Die Konkavgläser, Hohlgläser, werden von 1 bis 20 numeriert; Konkavglas 1 ist das schwächste, 20 das stärkste, hohlste.

Sieht jemand ohne Glas nur bis 1 m, so wird er mit einem Hohlglas Nummer 1 in große Ferne sehen; sieht er ohne Glas nur bis 1/2 m, so wird er mit Nummer 2 in die Ferne gut sehen; sieht er ohne Glas nur bis 1/6 m, so wird ihm Konkavglas 6 (man schreibt dies auch „minus“, –6) die Fernsicht geben. Sieht er aber nur bis 1/10 m, also bis 10 cm, so müßte er mit einem Glase Nummer 10 in die Ferne scharf sehen.

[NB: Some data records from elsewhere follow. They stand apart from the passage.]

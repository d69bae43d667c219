// Copyright 2024 Saptak Santra
//
// Licensed under the Apache License, Version 2.0 (the "License");
// you may not use this file except in compliance with the License.
// You may obtain a copy of the License at
//
//     http://www.apache.org/licenses/LICENSE-2.0
//
// Unless required by applicable law or agreed to in writing, software
// distributed under the License is distributed on an "AS IS" BASIS,
// WITHOUT WARRANTIES OR CONDITIONS OF ANY KIND, either express or implied.
// See the License for the specific language governing permissions and
// limitations under the License.

//! Declarative query engine.
//!
//! A query is a conjunction over one or two bound entity targets of `With`/`Without`/`Optional`
//! clauses and, for two-target queries, a `Relation` clause joining them. Compilation produces an
//! [`ArchetypeNode`] per target, incrementally updated by [`ArchetypeGraph::collect`] so newly
//! created archetypes are picked up without rebuilding the query, and for relation queries the
//! join walks from whichever endpoint is cheaper to enumerate.

use std::collections::HashSet;

use crate::archetype::{ArchetypeGraph, ArchetypeId, ColumnId};
use crate::entity::Entity;
use crate::types::DataTypeId;
use crate::world::World;

/// Enumerates archetypes matching a conjunction of `with`/`without` column constraints for one
/// query target, picking up newly discovered archetypes via a remembered cursor.
pub struct ArchetypeNode {
    with_cols: Vec<ColumnId>,
    without_cols: Vec<ColumnId>,
    matches: Vec<ArchetypeId>,
    cursor: usize,
}

impl ArchetypeNode {
    pub fn new(with_cols: Vec<ColumnId>, without_cols: Vec<ColumnId>) -> Self {
        Self {
            with_cols,
            without_cols,
            matches: Vec::new(),
            cursor: 0,
        }
    }

    /// Re-synchronises `matches` against every archetype discovered since the last call. `collect`
    /// enumerates supersets of the empty archetype (i.e. everything new), so only the
    /// `with`/`without` filter below is needed to narrow that down.
    pub fn update(&mut self, graph: &ArchetypeGraph) {
        let mut candidates = Vec::new();
        self.cursor = graph.collect(ArchetypeId::EMPTY, &mut candidates, self.cursor);
        for candidate in candidates {
            if self.with_cols.iter().all(|c| graph.contains(candidate, *c))
                && self.without_cols.iter().all(|c| !graph.contains(candidate, *c))
            {
                self.matches.push(candidate);
            }
        }
    }

    /// Upper-bound row-count estimate used by the planner to pick join order: the number of
    /// matching archetypes stands in for true row counts, since exact counts require visiting
    /// every table.
    pub fn estimate(&self) -> usize {
        self.matches.len()
    }

    pub fn archetypes(&self) -> &[ArchetypeId] {
        &self.matches
    }
}

/// One matched row: present components are guaranteed, `Optional` ones may be absent.
pub struct Row<'w> {
    world: &'w World,
    archetype: ArchetypeId,
    row: usize,
}

impl<'w> Row<'w> {
    pub fn entity(&self) -> Entity {
        let table = self
            .world
            .tables()
            .get(self.archetype)
            .expect("matched archetype has a table");
        let index = table.entity_index_at(self.row);
        Entity {
            index,
            generation: self.world.generation(index),
        }
    }

    pub fn get<T: crate::component::Component>(&self) -> Option<&'w T> {
        let ty = self.world.types().id_of::<T>()?;
        let col = ColumnId::make(ty);
        let table = self.world.tables().get(self.archetype)?;
        let ptr = table.row_ptr(col, self.row)?;
        Some(unsafe { &*(ptr as *const T) })
    }
}

/// A single-target query: every entity whose archetype satisfies the `With`/`Without` clauses.
pub struct Query {
    node: ArchetypeNode,
}

impl Query {
    pub fn new() -> QueryBuilder {
        QueryBuilder::default()
    }

    /// Re-synchronises against archetypes created since the query was last run.
    pub fn update(&mut self, world: &World) {
        self.node.update(world.archetype_graph());
    }

    /// Iterates every matching row. Structural mutation of `world` during iteration is forbidden;
    /// route mutations through a [`CommandBuffer`](crate::command::CommandBuffer) instead.
    pub fn iter<'w>(&'w self, world: &'w World) -> impl Iterator<Item = Row<'w>> + 'w {
        self.node.archetypes().iter().flat_map(move |&archetype| {
            let len = world.tables().get(archetype).map(|t| t.len()).unwrap_or(0);
            (0..len).map(move |row| Row {
                world,
                archetype,
                row,
            })
        })
    }

    pub fn estimate(&self) -> usize {
        self.node.estimate()
    }

    /// Splits matched archetypes across the rayon global pool and runs `f` over every row,
    /// one archetype per task. Ordering across archetypes is not guaranteed; within an archetype
    /// rows are visited in table order.
    #[cfg(feature = "parallel")]
    pub fn par_for_each<F>(&self, world: &World, f: F)
    where
        F: Fn(Row) + Sync + Send,
    {
        use rayon::prelude::*;

        self.node.archetypes().par_iter().for_each(|&archetype| {
            let len = world.tables().get(archetype).map(|t| t.len()).unwrap_or(0);
            for row in 0..len {
                f(Row { world, archetype, row });
            }
        });
    }
}

#[derive(Default)]
pub struct QueryBuilder {
    with_cols: Vec<ColumnId>,
    without_cols: Vec<ColumnId>,
}

impl QueryBuilder {
    pub fn with<T: crate::component::Component>(mut self, world: &mut World) -> Self {
        let ty = world.register_component::<T>();
        self.with_cols.push(ColumnId::make(ty));
        self
    }

    pub fn without<T: crate::component::Component>(mut self, world: &mut World) -> Self {
        let ty = world.register_component::<T>();
        self.without_cols.push(ColumnId::make(ty));
        self
    }

    pub fn build(self) -> Query {
        Query {
            node: ArchetypeNode::new(self.with_cols, self.without_cols),
        }
    }
}

/// A two-target query joined by a relation: `Relation(type, from, to)`.
///
/// The `from` and `to` archetype nodes are each intersected against the sparse relation table, by
/// walking whichever endpoint's node has the smaller [`ArchetypeNode::estimate`].
pub struct RelationQuery {
    data_type: DataTypeId,
    from: ArchetypeNode,
    to: ArchetypeNode,
}

impl RelationQuery {
    pub fn new(data_type: DataTypeId, from: ArchetypeNode, to: ArchetypeNode) -> Self {
        Self { data_type, from, to }
    }

    pub fn update(&mut self, world: &World) {
        self.from.update(world.archetype_graph());
        self.to.update(world.archetype_graph());
    }

    /// Iterates `(from_entity, to_entity, relation_bytes)` triples satisfying both endpoint
    /// constraints, walking from whichever side has fewer candidate archetypes.
    pub fn iter<'w>(&'w self, world: &'w World) -> Vec<(Entity, Entity, &'w [u8])> {
        let from_set: HashSet<ArchetypeId> = self.from.archetypes().iter().copied().collect();
        let to_set: HashSet<ArchetypeId> = self.to.archetypes().iter().copied().collect();

        let mut results = Vec::new();
        if self.from.estimate() <= self.to.estimate() {
            for &archetype in self.from.archetypes() {
                let Some(table) = world.tables().get(archetype) else {
                    continue;
                };
                for row in 0..table.len() {
                    let index = table.entity_index_at(row);
                    let from_entity = Entity {
                        index,
                        generation: world.generation(index),
                    };
                    for (to_entity, value) in world.relations().outgoing(self.data_type, from_entity) {
                        if to_set.contains(&world.pool_archetype_of(to_entity)) {
                            results.push((from_entity, to_entity, value));
                        }
                    }
                }
            }
        } else {
            for &archetype in self.to.archetypes() {
                let Some(table) = world.tables().get(archetype) else {
                    continue;
                };
                for row in 0..table.len() {
                    let index = table.entity_index_at(row);
                    let to_entity = Entity {
                        index,
                        generation: world.generation(index),
                    };
                    for (from_entity, value) in world.relations().incoming(self.data_type, to_entity) {
                        if from_set.contains(&world.pool_archetype_of(from_entity)) {
                            results.push((from_entity, to_entity, value));
                        }
                    }
                }
            }
        }
        results
    }
}

#[cfg(test)]
mod tests {
    use super::*;

    #[derive(Debug, Default, Clone, PartialEq)]
    struct Position {
        x: f32,
    }

    #[derive(Debug, Default, Clone, PartialEq)]
    struct Velocity {
        dx: f32,
    }

    #[test]
    fn query_finds_matching_entities() {
        let mut world = World::new();
        let e1 = world.create();
        world.add(e1, Position { x: 1.0 }).unwrap();
        let e2 = world.create();
        world.add(e2, Position { x: 2.0 }).unwrap();
        world.add(e2, Velocity { dx: 9.0 }).unwrap();

        let mut query = Query::new().with::<Position>(&mut world).build();
        query.update(&world);
        let xs: Vec<f32> = query
            .iter(&world)
            .map(|row| row.get::<Position>().unwrap().x)
            .collect();
        assert_eq!(xs.len(), 2);
        assert!(xs.contains(&1.0));
        assert!(xs.contains(&2.0));
    }

    #[test]
    fn without_excludes_matching_archetype() {
        let mut world = World::new();
        let e1 = world.create();
        world.add(e1, Position { x: 1.0 }).unwrap();
        let e2 = world.create();
        world.add(e2, Position { x: 2.0 }).unwrap();
        world.add(e2, Velocity { dx: 9.0 }).unwrap();

        let mut query = Query::new()
            .with::<Position>(&mut world)
            .without::<Velocity>(&mut world)
            .build();
        query.update(&world);
        assert_eq!(query.iter(&world).count(), 1);
    }

    #[test]
    fn query_picks_up_archetypes_created_after_first_update() {
        let mut world = World::new();
        let mut query = Query::new().with::<Position>(&mut world).build();
        query.update(&world);
        assert_eq!(query.iter(&world).count(), 0);

        let e = world.create();
        world.add(e, Position { x: 3.0 }).unwrap();
        query.update(&world);
        assert_eq!(query.iter(&world).count(), 1);
    }

    #[cfg(feature = "parallel")]
    #[test]
    fn par_for_each_visits_every_matching_row() {
        use std::sync::atomic::{AtomicUsize, Ordering};

        let mut world = World::new();
        for i in 0..64 {
            let e = world.create();
            world.add(e, Position { x: i as f32 }).unwrap();
        }
        let mut query = Query::new().with::<Position>(&mut world).build();
        query.update(&world);

        let total = AtomicUsize::new(0);
        query.par_for_each(&world, |row| {
            total.fetch_add(row.get::<Position>().unwrap().x as usize, Ordering::Relaxed);
        });
        assert_eq!(total.load(Ordering::Relaxed), (0..64).sum::<usize>());
    }
}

Das ist aber nicht der Fall. Alle die Gläser, die stärker sind als 6, haben die sehr unangenehme Eigenschaft, daß sie die Gegenstände verkleinern und verzerren und daher von den Kranken mit Recht nicht gebraucht werden. Es giebt Aerzte, die aus theoretischen Gründen die Kranken zu so starken Gläsern zwingen wollen; allein wohl alle Kranken erklären, daß sie „sie nicht vertragen“, sie bekommen Kopfschmerzen, Unsicherheit, und sie sind klüger als ihre Aerzte, sie werfen diese starken Gläser fort.

Fig. 12.

Diese stärken Gläser, nach der neuen Rechnung Nummer 9 bis 20, verzerren nämlich die Bilder, da sie am Rande sehr dick sind und also wie Prismen daselbst wirken. Sie verkleinern aber auch alles und bringen die Kranken dazu, die Entfernung der Gegenstände für größer zu halten, also falsch zu projizieren. Das kann jeder gesunde Mensch nachfühlen, wenn er sich ein starkes Konkavglas, z. B. Nummer 16 oder 20, aufsetzt.

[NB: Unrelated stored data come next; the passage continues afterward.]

// Copyright 2024 Saptak Santra
//
// Licensed under the Apache License, Version 2.0 (the "License");
// you may not use this file except in compliance with the License.
// You may obtain a copy of the License at
//
//     http://www.apache.org/licenses/LICENSE-2.0
//
// Unless required by applicable law or agreed to in writing, software
// distributed under the License is distributed on an "AS IS" BASIS,
// WITHOUT WARRANTIES OR CONDITIONS OF ANY KIND, either express or implied.
// See the License for the specific language governing permissions and
// limitations under the License.

//! Plugins bundle system/tag registrations so higher-level code can compose a world's behaviour
//! out of reusable pieces instead of one monolithic setup function.

use crate::schedule::Schedule;
use crate::world::World;

/// Receives the world and its schedule at startup and registers whatever it needs into both.
pub trait Plugin {
    fn build(&self, world: &mut World, schedule: &mut Schedule);
}

impl<F> Plugin for F
where
    F: Fn(&mut World, &mut Schedule),
{
    fn build(&self, world: &mut World, schedule: &mut Schedule) {
        self(world, schedule)
    }
}

#[cfg(test)]
mod tests {
    use super::*;
    use crate::system::{FnSystem, SystemAccess};

    struct CountingPlugin;

    impl Plugin for CountingPlugin {
        fn build(&self, world: &mut World, schedule: &mut Schedule) {
            world.insert_resource(0u32).ok();
            schedule.add_system(FnSystem::boxed("noop", SystemAccess::empty(), |_, _| Ok(())));
        }
    }

    #[test]
    fn plugin_registers_into_world_and_schedule() {
        let mut world = World::new();
        let mut schedule = Schedule::new();
        CountingPlugin.build(&mut world, &mut schedule);
        assert_eq!(world.resource::<u32>(), Some(&0));
        assert_eq!(schedule.system_count(), 1);
    }

    #[test]
    fn closure_implements_plugin() {
        let mut world = World::new();
        let mut schedule = Schedule::new();
        let plugin = |world: &mut World, _schedule: &mut Schedule| {
            world.insert_resource("hello").ok();
        };
        plugin.build(&mut world, &mut schedule);
        assert_eq!(world.resource::<&str>(), Some(&"hello"));
    }
}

Somit waren wir bisher in der größten Verlegenheit, was wir Kurzsichtigen etwa raten sollten, welche nur bis 10 cm sehen. Man kann nicht jedem sagen: „Werden Sie Gastwirt, Gärtner, Seiler, Bierbrauer, Bäcker oder Landwirt.“ Besonders schlimm waren wir daran, wenn jemand in den besten Mannesjahren bei zunehmender Kurzsichtigkeit einen solchen Grad derselben erreichte, daß man ihm keine Brille mehr geben konnte.

Gerade diese Fälle können nunmehr geheilt werden, und zwar ist das der große Fortschritt der letzten Jahre, daß man auf operativem Wege solche Kranke normalsichtig machen kann. Und zwar wodurch? Dadurch, daß man ihnen die Krystalllinse aus dem Auge herausnimmt. –

Jetzt muß man natürlich fragen: Können denn die Lichtstrahlen noch in dem Auge vereinigt werden, wenn die Krystalllinse herausgenommen ist?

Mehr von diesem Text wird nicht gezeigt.